2. Only one tool will properly grind fiberglass when upside down: a grinder.
3. Make measurements and mark the limits of the planned grind beforehand so that the cloth patches can be premade thus saving time and daylight.
4. Mixing epoxy and performing the actual patching in the dark is not the preferred method.
5. Plan ahead. Run to the store to buy supplies at night or prior to starting the work, not during the work.
6. Make cardboard templates to mark and cut common sized, round cloth that will be used over and over.
7. Use fast hardener for tack coats of epoxy if you have it.
8. Learn from mistakes!
OK! I think that anyone who reads the above can imagine how it all went down. The patches are good and solid but it just took a very long time. So, without getting in to a drawn out, embarrassing narrative I will post some pictures in the hope of saving face!
Three holes ground/beveled. Same on the under side. By the way, the core is all good on the fore deck including around these holes. By my toe you can see where the cleats were mounted over the bulkhead below. The core is slightly compressed in that area but not rotten.
Earlier in the week I received this pair of awesome scissors in the mail. What a difference they make when cutting fiberglass cloth. Money well spent.
I used all kinds of things around the house to mark the circular cloth plugs for cutting. Plastic paint pots, an epoxy filler canister, a dixie cup, the bottom piece of a terracotta garlic roaster and this bottle of chimichurri...
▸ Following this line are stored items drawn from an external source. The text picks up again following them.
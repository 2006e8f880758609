//! Main application entry point.

mod app;
mod save;
mod shortcuts;
mod ui;

use std::path::{Path, PathBuf};

use app::MarkPenApp;

fn main() {
    env_logger::init();
    log::info!("Starting MarkPen");

    let args: Vec<String> = std::env::args().collect();
    let image_path = match args.get(1).map(String::as_str) {
        Some("--shortcuts") => {
            shortcuts::ShortcutRegistry::print_all();
            return;
        }
        Some(arg) => PathBuf::from(arg),
        None => match pick_image() {
            Some(path) => path,
            None => {
                eprintln!("Usage: markpen <image.png|jpg|jpeg>");
                std::process::exit(1);
            }
        },
    };

    if !image_path.exists() {
        eprintln!("File not found: {}", image_path.display());
        std::process::exit(1);
    }

    if !is_supported_image(&image_path) {
        eprintln!(
            "Unsupported file type: {} (expected .png, .jpg, or .jpeg)",
            image_path.display()
        );
        std::process::exit(1);
    }

    let image = match image::open(&image_path) {
        Ok(image) => image,
        Err(err) => {
            eprintln!("Cannot open {}: {err}", image_path.display());
            std::process::exit(1);
        }
    };

    let title = format!(
        "MarkPen — {}",
        image_path
            .file_name()
            .unwrap_or_default()
            .to_str()
            .unwrap_or("")
    );

    let options = eframe::NativeOptions {
        viewport: egui::ViewportBuilder::default()
            .with_inner_size([1200.0, 800.0])
            .with_title(&title),
        ..Default::default()
    };

    if let Err(err) = eframe::run_native(
        &title,
        options,
        Box::new(move |_cc| Ok(Box::new(MarkPenApp::new(image_path, image)))),
    ) {
        eprintln!("Cannot start editor: {err}");
        std::process::exit(1);
    }
}

/// Extension check performed before the editor opens.
fn is_supported_image(path: &Path) -> bool {
    path.extension()
        .and_then(|ext| ext.to_str())
        .map(|ext| matches!(ext.to_ascii_lowercase().as_str(), "png" | "jpg" | "jpeg"))
        .unwrap_or(false)
}

fn pick_image() -> Option<PathBuf> {
    rfd::FileDialog::new()
        .set_title("Open Image")
        .add_filter("Images", &["png", "jpg", "jpeg"])
        .pick_file()
}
Cutting these out took a lot longer than it should have...
because I was day dreaming and taking pictures of trees with my new camera :)
It is at this point that I had to go buy sand to make these sand bags. In Florida sand is white and all one has to do to get it is dig a hole. The sand that I bought is labeled "play sand", is better than the clay one would dig up here in Kentucky and is pinkish! The bags I made are double bagged and are sealed with Gorilla Tape and staples. I am so proud of them!
Running out of light here. I applied a tack coat of epoxy before placing these ...
and this one. I did not use fast hardener which I have. Big mistake!
It got dark waiting for the underside patches to stiffen up enough to set the topside patches. The forecast for the following day was rain so I needed to get it did. But here I sit taking pictures, waiting for the slow hardener to harden slowly. That is my back porch boat yard glowing behind the building center pic.
At this point I put the camera away and gathered everything I needed on the bow to finish this task in the dark. It was after midnight when I was done and everything put away again. The headlight meant for night time ocean sailing really came in handy for this land locked, frenzied, nocturnal epoxy slingin!
I was sore the next morning. Anyone who has done this kind of work knows what is involved, Carrying stuff up, forward, back, down blah blah blah....
The rain passed just north of where I am, lasted all day and caused flooding conditions. I was lucky. Here are the fruits of my labor from the night before:
My beautiful sand bags over the patches...
and the patches themselves!
No dry cloth for a change! Actually I used a little too much epoxy and it seeped around the edges. No problem though, I am going to grind/sand the gelcoat anti-skid pattern off. I could have used a fourth layer of cloth on the two holes right side. They are very solid though.
I had envisioned getting twice or three times the amount of work done over the weekend than I actually did. I will take what did get done and try to plan better so that I am not left waiting or wasting precious time in the future. I have three full days off this weekend but my expectations are to just do a good job, not a fast job.